El Programa IAC-Quepia y la Universidad de Maryland Eastern Shore avanzan en un método de descontaminación de EPP agrícola

La investigadora norteamericana Anugrah Shaw viene al país para completar un estudio desarrollado con su colega brasileño Hamilton Ramos, del Centro de Ingeniería y Automatización, del Instituto Agronómico, ubicado en Jundiaí-SP

30.11.2021 | 15:53 (UTC -3)
Fernanda Campos

El programa IAC-Quepia Calidad de Equipos de Protección Personal en Agricultura recibe esta semana a la investigadora de la Universidad de Maryland Eastern Shore, Estados Unidos, Anugrah Shaw. Se integra al equipo del investigador brasileño Hamilton Ramos, coordinador de “Quepia”, con el objetivo de finalizar estudios y recomendaciones sobre la descontaminación de prendas de protección agrícola o EPI agrícolas. Estos accesorios se utilizan en el trabajo rural, en la aplicación de pesticidas agrícolas.

Fruto de una asociación público-privada liderada por el Centro de Ingeniería y Automatización (CEA), del Instituto Agronómico (IAC), con sede en Jundiaí, São Paulo - entidad de la Secretaría de Agricultura y Abastecimiento del Estado de SP -, el El programa IAC-Quepia opera desde hace más de quince años, enfocado en la seguridad del trabajo rural ante las fumigaciones con pesticidas agrícolas.

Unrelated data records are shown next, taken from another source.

//! Parsed diff data model.
//!
//! A [`Diff`] is built once per `git diff` invocation and never mutated
//! afterwards; resolution only ever borrows it.

/// A line added by a diff, anchored both in the new file and in the patch.
#[derive(Debug, Clone, PartialEq, Eq)]
pub struct ChangedLine {
    /// Line number in the new file (1-based).
    pub number: usize,
    /// Position within the file's patch text. The first hunk header is
    /// position 0, so the line right below it is position 1.
    pub patch_position: usize,
}

/// The patch for a single file of a diff.
#[derive(Debug, Clone, PartialEq, Eq)]
pub struct DiffPatch {
    path: String,
    changed_lines: Vec<ChangedLine>,
}

impl DiffPatch {
    /// Build a patch from its changed lines.
    ///
    /// Lines must be ordered by new-file line number, which is also patch
    /// order.
    pub fn new(path: impl Into<String>, changed_lines: Vec<ChangedLine>) -> Self {
        debug_assert!(
            changed_lines
                .windows(2)
                .all(|w| w[0].number < w[1].number && w[0].patch_position < w[1].patch_position),
            "changed lines must be strictly increasing"
        );
        Self {
            path: path.into(),
            changed_lines,
        }
    }

    /// Repository-relative file path (forward slashes).
    pub fn path(&self) -> &str {
        &self.path
    }

    pub fn changed_lines(&self) -> &[ChangedLine] {
        &self.changed_lines
    }

    /// The changed line with new-file line number `number`, if the diff
    /// touched it.
    pub fn changed_line(&self, number: usize) -> Option<&ChangedLine> {
        self.changed_lines
            .binary_search_by_key(&number, |line| line.number)
            .ok()
            .map(|index| &self.changed_lines[index])
    }
}

/// A parsed unified diff: at most one [`DiffPatch`] per path, in diff order.
#[derive(Debug, Clone, Default, PartialEq, Eq)]
pub struct Diff {
    patches: Vec<DiffPatch>,
}

impl Diff {
    /// Build a diff from patches with distinct paths.
    pub fn from_patches(patches: Vec<DiffPatch>) -> Self {
        Self { patches }
    }

    pub fn patches(&self) -> &[DiffPatch] {
        &self.patches
    }

    /// The patch for `path`, or `None` if this diff did not touch the file.
    pub fn patch(&self, path: &str) -> Option<&DiffPatch> {
        self.patches.iter().find(|patch| patch.path == path)
    }
}
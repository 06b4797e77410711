//! Exit code constants for the github-commenter CLI.
//!
//! - 0: Success
//! - 1: User error (bad args, missing options)
//! - 2: Parse failure (comment input or diff text)
//! - 3: Git operation failure
//! - 4: GitHub API failure

/// Successful execution.
pub const SUCCESS: i32 = 0;

/// User error: bad arguments, missing or invalid options.
pub const USER_ERROR: i32 = 1;

/// Comment input or diff text could not be parsed.
pub const PARSE_FAILURE: i32 = 2;

/// Git operation failure: git missing, bad revision, not a repository.
pub const GIT_FAILURE: i32 = 3;

/// GitHub API request failed or returned an unexpected response.
pub const GITHUB_FAILURE: i32 = 4;

#[cfg(test)]
mod tests {
    use super::*;

    #[test]
    fn exit_codes_are_distinct() {
        let codes = [SUCCESS, USER_ERROR, PARSE_FAILURE, GIT_FAILURE, GITHUB_FAILURE];
        for (i, &a) in codes.iter().enumerate() {
            for (j, &b) in codes.iter().enumerate() {
                if i != j {
                    assert_ne!(a, b, "Exit codes must be distinct");
                }
            }
        }
    }

    #[test]
    fn exit_codes_fit_in_a_byte() {
        for code in [SUCCESS, USER_ERROR, PARSE_FAILURE, GIT_FAILURE, GITHUB_FAILURE] {
            assert!((0..=255).contains(&code));
        }
    }
}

“Confirmaremos, en laboratorio, los resultados de un método, desarrollado por nosotros, que analiza la contaminación y descontaminación de los EPI fabricados con algodón y poliéster, ambas materias primas utilizadas, globalmente, para proteger a los trabajadores rurales”, refuerza Hamilton Ramos, general. director del CEA-IAC Jundiaí. Para realizar una parte relevante del estudio, dice, también contará con la participación del investigador Sérgio Monteiro, del Instituto Biológico, especialista en análisis de residuos de agroquímicos.

Según Ramos, la expectativa es que, poco después de la llegada del investigador, el CEA-IAC y la Universidad de Maryland Eastern Shore presenten las conclusiones y recomendaciones del estudio al Consorcio Internacional EPI, entidad integrada por científicos de ocho países agrícolas. “Además del método de análisis, enviaremos los primeros resultados sobre la cantidad media de pesticidas retenidos en la ropa de algodón y poliéster”, explica.

El objetivo final, afirma el investigador, es contribuir a la actualización de los métodos de evaluación de seguridad aplicables a la norma ISO 27065, que divide la ropa agrícola por niveles de protección. Uno de los puntos centrales en discusión, destaca Ramos, es si, una vez fijados en los tejidos en cuestión, los pesticidas pueden llegar a la piel del trabajador rural una vez terminada la vida útil de los EPI.

“Llevamos algunos años investigando si estos EPI suponen un riesgo ambiental después de su fecha de caducidad, así como si pueden desecharse como residuo común o si, una vez caducados, pueden reutilizarse para el trabajo rural cotidiano, excepto para aplicaciones de pesticidas”, ejemplifica Ramos.

Según el investigador, el análisis realizado en colaboración con la Universidad de Maryland también tendrá en cuenta varios estudios complementarios, realizados en los demás países que forman el Consorcio Internacional EPI.

Hamilton Ramos revela ainda que, em quinze anos de atividades, as ações do IAC-Quepia ajudaram a reduzir significativamente as reprovações de qualidade de vestimentas agrícolas protetivas produzidas no Brasil, de 80% do montante analisado pelo programa, em 2010, para menos de 20 % en los días de hoy.